Links to Foundation to Year 10

Links to Foundation to Year 10

Progression from the F-10 Australian Curriculum: Science

The senior secondary Biology curriculum continues to develop student understanding and skills from across the three strands of the F-10 Australian Curriculum: Science. In the Science Understanding strand, the Biology curriculum draws on knowledge and understanding from across the four sub-strands of Biological, Physical, Chemical, and Earth and Space sciences.

In particular, the Biology curriculum continues to develop the key concepts introduced in the Biological Sciences sub-strand, that is, that a diverse range of living things have evolved on Earth over hundreds of millions of years, that living things are interdependent and interact with each other and their environment, and that the form and features of living things are related to the functions their systems perform.

Mathematical skills expected of students studying Biology

The Biology curriculum requires students to use the mathematical skills they have developed through the F-10 Australian Curriculum: Mathematics, in addition to the numeracy skills they have developed through the Science Inquiry Skills strand of the Australian Curriculum: Science.

Within the Science Inquiry Skills strand, students are required to gather, represent and analyse numerical data to identify the evidence that forms the basis of scientific arguments, claims or conclusions. In gathering and recording numerical data, students are required to make measurements using appropriate units to an appropriate degree of accuracy.

Students may need to be taught when it is appropriate to join points on a graph and when it is appropriate to use a line of best fit. They may also need to be taught how to construct a straight line that will serve as the line of best fit for a set of data presented graphically.
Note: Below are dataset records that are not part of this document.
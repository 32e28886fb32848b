use std::{env, net::SocketAddr, path::PathBuf, time::Duration};

use anyhow::Result;

#[derive(Debug, Clone)]
pub struct Config {
    pub bind_addr: SocketAddr,
    pub download_dir: PathBuf,
    pub ytdlp_container: String,
    pub docker_bin: String,
    pub ollama_base_url: String,
    pub ollama_model: String,
    pub aria2_rpc_url: String,
    pub aria2_rpc_secret: Option<String>,
    pub upstream_timeout: Duration,
}

impl Config {
    pub fn from_env() -> Result<Self> {
        let bind_raw =
            env::var("MEDIA_GATEWAY_BIND_ADDR").unwrap_or_else(|_| "0.0.0.0:4000".to_string());
        let bind_normalized = bind_raw
            .trim()
            .trim_matches('"')
            .trim_matches('\'')
            .to_string();
        let bind_addr = bind_normalized
            .parse::<SocketAddr>()
            .unwrap_or_else(|_| SocketAddr::from(([0, 0, 0, 0], 4000)));

        let download_dir = PathBuf::from(
            env::var("MEDIA_GATEWAY_DOWNLOAD_DIR").unwrap_or_else(|_| "/data/movies".to_string()),
        );

        let ytdlp_container = non_empty_var("MEDIA_GATEWAY_YTDLP_CONTAINER")
            .unwrap_or_else(|| "drive-ytdlp".to_string());
        let docker_bin =
            non_empty_var("MEDIA_GATEWAY_DOCKER_BIN").unwrap_or_else(|| "docker".to_string());

        let ollama_base_url = non_empty_var("OLLAMA_BASE_URL")
            .unwrap_or_else(|| "http://drive-ollama:11434".to_string())
            .trim_end_matches('/')
            .to_string();
        let ollama_model =
            non_empty_var("OLLAMA_MODEL").unwrap_or_else(|| "qwen2.5:1.5b".to_string());

        let aria2_rpc_url = non_empty_var("ARIA2_RPC_URL")
            .unwrap_or_else(|| "http://drive-gluetun:6800/jsonrpc".to_string());
        let aria2_rpc_secret = non_empty_var("ARIA2_RPC_SECRET");

        let upstream_timeout = env::var("MEDIA_GATEWAY_UPSTREAM_TIMEOUT_SECONDS")
            .ok()
            .and_then(|v| v.parse::<u64>().ok())
            .map(Duration::from_secs)
            .unwrap_or(Duration::from_secs(120));

        Ok(Self {
            bind_addr,
            download_dir,
            ytdlp_container,
            docker_bin,
            ollama_base_url,
            ollama_model,
            aria2_rpc_url,
            aria2_rpc_secret,
            upstream_timeout,
        })
    }
}

fn non_empty_var(key: &str) -> Option<String> {
    env::var(key)
        .ok()
        .map(|v| v.trim().to_string())
        .filter(|v| !v.is_empty())
}
impl JobRegistry {
    pub fn new(invoker: Arc<dyn DownloadInvoker>) -> Self {
        Self {
            jobs: Arc::new(RwLock::new(HashMap::new())),
            invoker,
        }
    }

    /// Registers a queued job and spawns its supervising task.
    pub async fn create(&self, url: &str, format: &str) -> Result<String, JobError> {
        let job_id = self.enqueue(url, format).await?;
        tokio::spawn(supervisor::supervise(self.clone(), job_id.clone()));
        Ok(job_id)
    }

    async fn enqueue(&self, url: &str, format: &str) -> Result<String, JobError> {
        let url = validate_url(url)?;
        let format = MediaFormat::parse(format)
            .ok_or_else(|| JobError::InvalidInput("Format must be audio or video".to_string()))?;

        let job_id = Uuid::new_v4().to_string();
        let record = JobRecord::new(job_id.clone(), url.to_string(), format, Utc::now());

        self.jobs.write().await.insert(job_id.clone(), record);
        info!(job_id = %job_id, url = %url, ?format, "Download job queued");
        Ok(job_id)
    }

    pub async fn get(&self, job_id: &str) -> Option<Job> {
        self.jobs.read().await.get(job_id).map(JobRecord::to_job)
    }

    /// Snapshot of every job, newest first.
    pub async fn list_all(&self) -> Vec<Job> {
        let mut jobs: Vec<Job> = self
            .jobs
            .read()
            .await
            .values()
            .map(JobRecord::to_job)
            .collect();
        jobs.sort_by(|a, b| b.created_at.cmp(&a.created_at));
        jobs
    }

    pub async fn stop(&self, job_id: &str) -> bool {
        let mut jobs = self.jobs.write().await;
        let Some(job) = jobs.get_mut(job_id) else {
            return false;
        };

        match job.status {
            JobStatus::Queued => {
                job.finish(JobStatus::Cancelled, Some(CANCELLED_BEFORE_START.to_string()));
                info!(job_id = %job_id, "Cancelled queued download");
                true
            }
            JobStatus::Downloading => {
                if let Some(handle) = job.process.take() {
                    if !handle.send(ProcessSignal::Terminate) {
                        info!(job_id = %job_id, "Downloader already exited before SIGTERM");
                    }
                    schedule_forced_kill(job_id.to_string(), handle);
                }
                job.finish(
                    JobStatus::Cancelled,
                    Some(DownloadError::CancellationInduced.to_string()),
                );
                info!(job_id = %job_id, "Cancelled running download");
                true
            }
            JobStatus::Completed | JobStatus::Error | JobStatus::Cancelled => false,
        }
    }

    pub async fn stop_all(&self) -> StopAllSummary {
        let candidates: Vec<String> = self
            .jobs
            .read()
            .await
            .values()
            .filter(|job| job.status.is_active())
            .map(|job| job.job_id.clone())
            .collect();

        let mut stopped = Vec::new();
        for job_id in candidates {
            if self.stop(&job_id).await {
                stopped.push(job_id);
            }
        }

        info!(stopped = stopped.len(), "Stop-all finished");
        StopAllSummary {
            stopped: stopped.len(),
            jobs: stopped,
        }
    }

    /// Drops terminal jobs that finished more than a retention window ago.
    pub async fn cleanup(&self) -> usize {
        self.cleanup_before(Utc::now() - ChronoDuration::hours(JOB_RETENTION_HOURS))
            .await
    }

    async fn cleanup_before(&self, cutoff: DateTime<Utc>) -> usize {
        let mut jobs = self.jobs.write().await;
        let before = jobs.len();
        jobs.retain(|job_id, job| {
            let expired = job.status.is_terminal()
                && job.completed_at.is_some_and(|done| done < cutoff);
            if expired {
                info!(job_id = %job_id, status = ?job.status, "Removing expired job");
            }
            !expired
        });
        before - jobs.len()
    }

    /// Starts the downloader for a still-queued job and attaches its handle
    /// in the same critical section as the `downloading` transition.
    pub(crate) async fn begin_download(
        &self,
        job_id: &str,
    ) -> Option<(SpawnedProcess, MediaFormat)> {
        let mut jobs = self.jobs.write().await;
        let job = jobs.get_mut(job_id)?;

        if job.status != JobStatus::Queued {
            info!(job_id = %job_id, status = ?job.status, "Skipping download: job no longer queued");
            return None;
        }

        let command = self.invoker.command(&job.url, job.format);
        match supervisor::spawn_process(command) {
            Ok((process, handle)) => {
                info!(job_id = %job_id, pid = ?handle.pid(), "Download started");
                job.status = JobStatus::Downloading;
                job.process = Some(handle);
                Some((process, job.format))
            }
            Err(err) => {
                error!(job_id = %job_id, "Failed to start downloader: {err}");
                job.finish(
                    JobStatus::Error,
                    Some(format!("Failed to start downloader: {err}")),
                );
                None
            }
        }
    }

    /// Writes the supervising task's result, but only over `downloading`.
    /// A job cancelled while the process was still running keeps its
    /// cancellation.
    pub(crate) async fn record_outcome(
        &self,
        job_id: &str,
        outcome: Result<String, DownloadError>,
    ) {
        let mut jobs = self.jobs.write().await;
        let Some(job) = jobs.get_mut(job_id) else {
            return;
        };

        if job.status != JobStatus::Downloading {
            info!(job_id = %job_id, status = ?job.status, "Job already terminal, keeping state");
            return;
        }

        match outcome {
            Ok(filename) => {
                info!(job_id = %job_id, filename = %filename, "Download completed");
                job.progress = Some(100.0);
                job.filename = Some(filename);
                job.finish(JobStatus::Completed, None);
            }
            Err(err @ DownloadError::CancellationInduced) => {
                info!(job_id = %job_id, "Downloader terminated by signal");
                job.finish(JobStatus::Cancelled, Some(err.to_string()));
            }
            Err(err) => {
                warn!(job_id = %job_id, "Download failed: {err}");
                job.finish(JobStatus::Error, Some(err.to_string()));
            }
        }
    }
}

fn validate_url(url: &str) -> Result<&str, JobError> {
    let url = url.trim();
    if url.is_empty() {
        return Err(JobError::InvalidInput("URL is required".to_string()));
    }
    if !url.contains("youtube.com") && !url.contains("youtu.be") {
        return Err(JobError::InvalidInput("Invalid YouTube URL".to_string()));
    }
    Ok(url)
}

fn schedule_forced_kill(job_id: String, handle: ProcessHandle) {
    tokio::spawn(async move {
        time::sleep(KILL_GRACE_PERIOD).await;
        if handle.send(ProcessSignal::Kill) {
            warn!(job_id = %job_id, "Downloader still running after grace period, killing");
        }
    });
}

pub fn spawn_cleanup_worker(registry: JobRegistry) {
    tokio::spawn(async move {
        let mut interval = time::interval(CLEANUP_INTERVAL);
        // The first tick completes immediately.
        interval.tick().await;
        loop {
            interval.tick().await;
            let removed = registry.cleanup().await;
            if removed > 0 {
                info!(removed, "Cleanup worker removed expired jobs");
            }
        }
    });
}
use thiserror::Error;

#[derive(Debug, Error, PartialEq, Eq)]
pub enum JobError {
    #[error("{0}")]
    InvalidInput(String),
    #[error("Job not found")]
    NotFound,
    #[error("Job not found or cannot be stopped")]
    NotStoppable,
}

/// Outcome of a download that did not produce a file. Recorded on the job,
/// never returned to a caller.
#[derive(Debug, Error)]
pub enum DownloadError {
    #[error("{0}")]
    ProcessFailure(String),
    #[error("Could not determine downloaded filename")]
    FilenameUndetermined,
    #[error("Download was cancelled")]
    CancellationInduced,
}

#[derive(Debug, Error)]
pub enum UpstreamError {
    #[error("request to {service} failed: {source}")]
    Transport {
        service: &'static str,
        #[source]
        source: reqwest::Error,
    },
    #[error("{service} error {status}: {detail}")]
    Status {
        service: &'static str,
        status: u16,
        detail: String,
    },
    #[error("aria2 RPC error: {message} (code: {code})")]
    Rpc { code: i64, message: String },
    #[error("{0}")]
    Invalid(String),
}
It is assumed that students will be able to competently:

  • perform calculations involving addition, subtraction, multiplication and division of quantities
  • perform approximate evaluations of numerical expressions
  • express fractions as percentages, and percentages as fractions
  • calculate percentages
  • recognise and use ratios
  • transform decimal notation to power of ten notation
  • substitute physical quantities into an equation using consistent units so as to calculate one quantity and check the dimensional consistency of such calculations
  • solve simple algebraic equations
  • comprehend and use the symbols/notations <,>, ∆, ≈
  • translate information between graphical, numerical and algebraic forms
  • distinguish between discrete and continuous data then select appropriate forms, variables and scales for constructing graphs
  • construct and interpret frequency tables and diagrams, pie charts and histograms
  • describe and compare data sets using mean, median and inter-quartile range
  • interpret the slope of a linear graph.